■ What is required ■
Copy every line of the entries that has the string "warn" in it.

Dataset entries
◆ ◆ ◆ ◆ ◆
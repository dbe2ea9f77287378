use crate::control::RtcControlChannel;
use crate::media::LocalTrack;
use crate::transport::{EndpointEvent, EndpointSender, OfferOptions, PeerTransport, TransportFactory};
use anyhow::{Context, Result};
use async_trait::async_trait;
use std::collections::HashSet;
use std::sync::Arc;
use tandem_core::{
    IceCandidate, MediaKind, PairIndex, PeerConnectionState, RemoteTrack, Role, SdpKind,
    SessionDescription, TransportConfig,
};
use tokio::sync::Mutex;
use tracing::{debug, info, warn};
use webrtc::api::APIBuilder;
use webrtc::api::interceptor_registry::register_default_interceptors;
use webrtc::api::media_engine::MediaEngine;
use webrtc::data_channel::RTCDataChannel;
use webrtc::data_channel::data_channel_message::DataChannelMessage;
use webrtc::ice_transport::ice_candidate::{RTCIceCandidate, RTCIceCandidateInit};
use webrtc::ice_transport::ice_server::RTCIceServer;
use webrtc::interceptor::registry::Registry;
use webrtc::peer_connection::RTCPeerConnection;
use webrtc::peer_connection::configuration::RTCConfiguration;
use webrtc::peer_connection::peer_connection_state::RTCPeerConnectionState;
use webrtc::peer_connection::sdp::session_description::RTCSessionDescription;
use webrtc::rtp_transceiver::rtp_receiver::RTCRtpReceiver;
use webrtc::rtp_transceiver::{RTCRtpTransceiver, RTCRtpTransceiverInit};
use webrtc::rtp_transceiver::rtp_codec::RTPCodecType;
use webrtc::rtp_transceiver::rtp_transceiver_direction::RTCRtpTransceiverDirection;
use webrtc::track::track_local::TrackLocal;
use webrtc::track::track_remote::TrackRemote;

/// Builds [`RtcTransport`]s from one shared [`TransportConfig`].
#[derive(Clone, Default)]
pub struct RtcTransportFactory {
    config: TransportConfig,
}

impl RtcTransportFactory {
    pub fn new(config: TransportConfig) -> Self {
        Self { config }
    }
}

#[async_trait]
impl TransportFactory for RtcTransportFactory {
    async fn create(
        &self,
        pair: PairIndex,
        role: Role,
        events: EndpointSender,
    ) -> Result<Arc<dyn PeerTransport>> {
        let transport = RtcTransport::new(pair, role, &self.config, events).await?;
        Ok(Arc::new(transport))
    }
}

/// webrtc-rs peer connection for one endpoint.
pub struct RtcTransport {
    pair: PairIndex,
    role: Role,
    peer_connection: Arc<RTCPeerConnection>,
    events: EndpointSender,
    /// Kinds that already have a sending track, so the offer does not add a
    /// receive-only transceiver for them.
    sending_kinds: Mutex<HashSet<MediaKind>>,
}

impl RtcTransport {
    pub async fn new(
        pair: PairIndex,
        role: Role,
        config: &TransportConfig,
        events: EndpointSender,
    ) -> Result<Self> {
        // 1. Media engine with the default codec set
        let mut m = MediaEngine::default();
        m.register_default_codecs()?;
        // 2. Default interceptors (NACK, RTCP reports)
        let registry = register_default_interceptors(Registry::new(), &mut m)?;

        // 3. API object
        let api = APIBuilder::new()
            .with_media_engine(m)
            .with_interceptor_registry(registry)
            .build();

        // 4. ICE servers; an empty list leaves host candidates only
        let rtc_config = RTCConfiguration {
            ice_servers: config
                .ice_servers
                .iter()
                .map(|server| RTCIceServer {
                    urls: server.urls.clone(),
                    username: server.username.clone().unwrap_or_default(),
                    credential: server.credential.clone().unwrap_or_default(),
                })
                .collect(),
            ..Default::default()
        };

        // 5. Peer connection
        let peer_connection = Arc::new(api.new_peer_connection(rtc_config).await?);

        // --- Callbacks ---
        // Each one only posts to the endpoint queue; the pair loop does the work.

        // A. Connection state, as reported by the transport
        let state_tx = events.clone();
        peer_connection.on_peer_connection_state_change(Box::new(
            move |s: RTCPeerConnectionState| {
                if let Some(state) = map_connection_state(s) {
                    let _ = state_tx.send(EndpointEvent::StateChanged(state));
                }
                Box::pin(async {})
            },
        ));

        // B. Trickle ICE: every gathered candidate goes to the sibling, `None` marks
        // the end of gathering
        let ice_tx = events.clone();
        peer_connection.on_ice_candidate(Box::new(move |c: Option<RTCIceCandidate>| {
            let candidate = match c {
                Some(candidate) => match to_ice_candidate(&candidate) {
                    Ok(candidate) => Some(Some(candidate)),
                    Err(e) => {
                        warn!("{} {}: dropping unreadable local candidate: {:#}", pair, role, e);
                        None
                    }
                },
                None => Some(None),
            };
            if let Some(candidate) = candidate {
                let _ = ice_tx.send(EndpointEvent::CandidateGenerated(candidate));
            }
            Box::pin(async {})
        }));

        // C. Control channel created by the other side (answerer only)
        let dc_tx = events.clone();
        peer_connection.on_data_channel(Box::new(move |dc: Arc<RTCDataChannel>| {
            debug!("{} {}: received data channel '{}'", pair, role, dc.label());
            wire_data_channel(dc, dc_tx.clone(), false);
            Box::pin(async {})
        }));

        // D. Remote media
        let track_tx = events.clone();
        peer_connection.on_track(Box::new(
            move |track: Arc<TrackRemote>, _: Arc<RTCRtpReceiver>, _: Arc<RTCRtpTransceiver>| {
                let tx = track_tx.clone();
                Box::pin(async move {
                    let Some(kind) = map_codec_type(track.kind()) else {
                        return;
                    };
                    let remote = RemoteTrack {
                        kind,
                        track_id: track.id().to_string(),
                    };
                    info!("{} {}: remote {} track {}", pair, role, kind, remote.track_id);
                    let _ = tx.send(EndpointEvent::TrackReceived {
                        stream_id: track.stream_id().to_string(),
                        track: remote,
                    });

                    // Nothing downstream reads RTP; keep the receive buffer drained.
                    tokio::spawn(async move { while track.read_rtp().await.is_ok() {} });
                })
            },
        ));

        Ok(Self {
            pair,
            role,
            peer_connection,
            events,
            sending_kinds: Mutex::new(HashSet::new()),
        })
    }
}

#[async_trait]
impl PeerTransport for RtcTransport {
    async fn add_local_track(&self, track: &LocalTrack) -> Result<()> {
        let local: Arc<dyn TrackLocal + Send + Sync> = track.sample_track().clone();
        let sender = self
            .peer_connection
            .add_track(local)
            .await
            .with_context(|| format!("add {} track {}", track.kind(), track.id()))?;

        // RTCP has to be read for the interceptors to work.
        tokio::spawn(async move {
            let mut buf = vec![0u8; 1500];
            while sender.read(&mut buf).await.is_ok() {}
        });

        self.sending_kinds.lock().await.insert(track.kind());
        Ok(())
    }

    async fn create_control_channel(&self, label: &str) -> Result<()> {
        let dc = self
            .peer_connection
            .create_data_channel(label, None)
            .await
            .context("Failed to create data channel")?;
        debug!("{} {}: created data channel '{}'", self.pair, self.role, label);
        wire_data_channel(dc, self.events.clone(), true);
        Ok(())
    }

    async fn create_offer(&self, options: &OfferOptions) -> Result<SessionDescription> {
        let sending = self.sending_kinds.lock().await.clone();
        let wanted = [
            (MediaKind::Audio, options.offer_to_receive_audio),
            (MediaKind::Video, options.offer_to_receive_video),
        ];
        for (kind, receive) in wanted {
            if !receive || sending.contains(&kind) {
                continue;
            }
            self.peer_connection
                .add_transceiver_from_kind(
                    codec_type(kind),
                    Some(RTCRtpTransceiverInit {
                        direction: RTCRtpTransceiverDirection::Recvonly,
                        send_encodings: vec![],
                    }),
                )
                .await
                .with_context(|| format!("add receive-only {kind} transceiver"))?;
        }

        // Tracks and transceivers must be in place before the offer is created
        let offer = self.peer_connection.create_offer(None).await?;
        Ok(SessionDescription::offer(offer.sdp))
    }

    async fn create_answer(&self) -> Result<SessionDescription> {
        let answer = self.peer_connection.create_answer(None).await?;
        Ok(SessionDescription::answer(answer.sdp))
    }

    async fn set_local_description(&self, desc: &SessionDescription) -> Result<()> {
        self.peer_connection
            .set_local_description(to_rtc_description(desc)?)
            .await?;
        Ok(())
    }

    async fn set_remote_description(&self, desc: &SessionDescription) -> Result<()> {
        self.peer_connection
            .set_remote_description(to_rtc_description(desc)?)
            .await?;
        Ok(())
    }

    async fn add_ice_candidate(&self, candidate: &IceCandidate) -> Result<()> {
        // Same JSON shape on both sides
        let init: RTCIceCandidateInit = serde_json::to_value(candidate)
            .and_then(serde_json::from_value)
            .context("Failed to convert ICE candidate")?;
        self.peer_connection.add_ice_candidate(init).await?;
        Ok(())
    }

    async fn close(&self) -> Result<()> {
        self.peer_connection.close().await?;
        Ok(())
    }
}

/// Routes open/message/close of a data channel onto the endpoint queue.
fn wire_data_channel(dc: Arc<RTCDataChannel>, events: EndpointSender, initiated_locally: bool) {
    let open_tx = events.clone();
    let dc_on_open = dc.clone();
    // Only an open channel is handed to the controller
    dc.on_open(Box::new(move || {
        let channel = Arc::new(RtcControlChannel::new(dc_on_open.clone()));
        let _ = open_tx.send(EndpointEvent::ChannelOpened {
            channel,
            initiated_locally,
        });
        Box::pin(async {})
    }));

    let msg_tx = events.clone();
    dc.on_message(Box::new(move |msg: DataChannelMessage| {
        let text = String::from_utf8_lossy(&msg.data).into_owned();
        let _ = msg_tx.send(EndpointEvent::ChannelMessage(text));
        Box::pin(async {})
    }));

    let close_tx = events;
    let label = dc.label().to_owned();
    dc.on_close(Box::new(move || {
        let _ = close_tx.send(EndpointEvent::ChannelClosed {
            label: label.clone(),
        });
        Box::pin(async {})
    }));
}

fn to_rtc_description(desc: &SessionDescription) -> Result<RTCSessionDescription> {
    let sdp = desc.sdp().to_owned();
    let rtc = match desc.kind() {
        SdpKind::Offer => RTCSessionDescription::offer(sdp)?,
        SdpKind::Answer => RTCSessionDescription::answer(sdp)?,
    };
    Ok(rtc)
}

fn to_ice_candidate(candidate: &RTCIceCandidate) -> Result<IceCandidate> {
    let init = candidate.to_json()?;
    let json = serde_json::to_value(init)?;
    Ok(serde_json::from_value(json)?)
}

fn map_connection_state(state: RTCPeerConnectionState) -> Option<PeerConnectionState> {
    match state {
        RTCPeerConnectionState::New => Some(PeerConnectionState::New),
        RTCPeerConnectionState::Connecting => Some(PeerConnectionState::Connecting),
        RTCPeerConnectionState::Connected => Some(PeerConnectionState::Connected),
        RTCPeerConnectionState::Disconnected => Some(PeerConnectionState::Disconnected),
        RTCPeerConnectionState::Failed => Some(PeerConnectionState::Failed),
        RTCPeerConnectionState::Closed => Some(PeerConnectionState::Closed),
        _ => None,
    }
}

fn map_codec_type(kind: RTPCodecType) -> Option<MediaKind> {
    match kind {
        RTPCodecType::Audio => Some(MediaKind::Audio),
        RTPCodecType::Video => Some(MediaKind::Video),
        _ => None,
    }
}

fn codec_type(kind: MediaKind) -> RTPCodecType {
    match kind {
        MediaKind::Audio => RTPCodecType::Audio,
        MediaKind::Video => RTPCodecType::Video,
    }
}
◆ ◆ ◆ ◆ ◆
■ Response to the exercise ■
use tracing::{debug, info, warn};
                        warn!("{} {}: dropping unreadable local candidate: {:#}", pair, role, e);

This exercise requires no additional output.